[Stored data]
------------------------------------------------------------

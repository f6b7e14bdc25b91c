//! Promotion errors.

use jiff::civil::Date;
use rust_decimal::Decimal;
use thiserror::Error;

/// Reasons a promotion can't be applied to a cart.
#[derive(Debug, Error)]
pub enum PromotionError {
    /// No promotion has this code.
    #[error("promotion {code:?} not found")]
    NotFound {
        /// Code that was looked up
        code: String,
    },

    /// The promotion is inactive or outside its validity window.
    #[error("promotion {code:?} is invalid or expired")]
    InvalidOrExpired {
        /// Code of the unusable promotion
        code: String,
    },

    /// No cart line qualifies for the promotion.
    #[error("no items in the cart are eligible for this promotion")]
    NoEligibleItems,

    /// Too few qualifying units.
    #[error("at least {minimum} eligible items are required, cart has {actual}")]
    QuantityBelowMinimum {
        /// Required minimum
        minimum: u32,
        /// Eligible units in the cart
        actual: u64,
    },

    /// Too many qualifying units.
    #[error("at most {maximum} eligible items are allowed, cart has {actual}")]
    QuantityAboveMaximum {
        /// Allowed maximum
        maximum: u32,
        /// Eligible units in the cart
        actual: u64,
    },

    /// Cart subtotal below the promotion's minimum spend.
    #[error("minimum purchase of {minimum} not reached, cart subtotal is {subtotal}")]
    BelowMinimumPurchase {
        /// Required subtotal
        minimum: Decimal,
        /// Cart subtotal
        subtotal: Decimal,
    },

    /// The stored promotion can't be evaluated.
    #[error(transparent)]
    Definition(#[from] PromotionDefinitionError),

    /// The promotion store failed.
    #[error(transparent)]
    Repository(#[from] RepositoryError),
}

impl PromotionError {
    /// Message key for the caller to report.
    pub const fn kind(&self) -> &'static str {
        match self {
            Self::NotFound { .. } => "PromotionNotFound",
            Self::InvalidOrExpired { .. } => "InvalidOrExpiredPromotion",
            Self::NoEligibleItems => "NoEligibleItems",
            Self::QuantityBelowMinimum { .. } => "QuantityBelowMinimum",
            Self::QuantityAboveMaximum { .. } => "QuantityAboveMaximum",
            Self::BelowMinimumPurchase { .. } => "BelowMinimumPurchase",
            Self::Definition(_) => "InvalidPromotionDefinition",
            Self::Repository(_) => "PromotionRepositoryUnavailable",
        }
    }

    /// Whether this is an expected, user-facing condition rather than a fault.
    pub const fn is_user_facing(&self) -> bool {
        !matches!(self, Self::Repository(RepositoryError::Unavailable(_)))
    }
}

/// A promotion record that doesn't describe a usable discount.
#[derive(Debug, Error, PartialEq)]
pub enum PromotionDefinitionError {
    /// Code is blank.
    #[error("promotion code must not be empty")]
    EmptyCode,

    /// Start date is after end date.
    #[error("promotion starts on {start} but ends on {end}")]
    InvalidWindow {
        /// Start date
        start: Date,
        /// End date
        end: Date,
    },

    /// Percentage outside (0, 100].
    #[error("percentage {0} must be greater than 0 and at most 100")]
    InvalidPercentage(Decimal),

    /// Fixed amount not positive.
    #[error("fixed amount {0} must be greater than 0")]
    InvalidAmount(Decimal),

    /// A buy/get quantity pair couldn't be determined.
    #[error("invalid buy-x-get-y value {0:?}, expected \"buy:get\" with both at least 1")]
    InvalidBuyXGetY(String),

    /// A numeric value was given where a ratio is needed, or vice versa.
    #[error("value {0:?} does not match the promotion type")]
    ValueTypeMismatch(String),

    /// Minimum quantity exceeds maximum.
    #[error("minimum quantity {minimum} exceeds maximum quantity {maximum}")]
    InvalidQuantityBounds {
        /// Minimum
        minimum: u32,
        /// Maximum
        maximum: u32,
    },

    /// Minimum purchase is negative.
    #[error("minimum purchase {0} must not be negative")]
    NegativeMinimumPurchase(Decimal),
}

/// Promotion store failures.
#[derive(Debug, Error)]
pub enum RepositoryError {
    /// Storage couldn't be reached.
    #[error("promotion storage unavailable: {0}")]
    Unavailable(String),

    /// Another promotion already uses this code.
    #[error("promotion code {0:?} already exists")]
    DuplicateCode(String),

    /// Rejected on write.
    #[error("invalid promotion: {0}")]
    InvalidDefinition(#[from] PromotionDefinitionError),
}

#[cfg(test)]
mod tests {
    use super::*;

    #[test]
    fn kinds_match_message_keys() {
        assert_eq!(
            PromotionError::InvalidOrExpired {
                code: "X".to_string()
            }
            .kind(),
            "InvalidOrExpiredPromotion"
        );
        assert_eq!(
            PromotionError::QuantityAboveMaximum {
                maximum: 2,
                actual: 3
            }
            .kind(),
            "QuantityAboveMaximum"
        );
    }

    #[test]
    fn storage_outage_is_not_user_facing() {
        let outage = PromotionError::Repository(RepositoryError::Unavailable("down".to_string()));

        assert!(!outage.is_user_facing());
        assert!(PromotionError::NoEligibleItems.is_user_facing());
    }
}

------------------------------------------------------------

From the entries above, copy every line that holds the word "NoEligibleItems".

    NoEligibleItems,
            Self::NoEligibleItems => "NoEligibleItems",
        assert!(PromotionError::NoEligibleItems.is_user_facing());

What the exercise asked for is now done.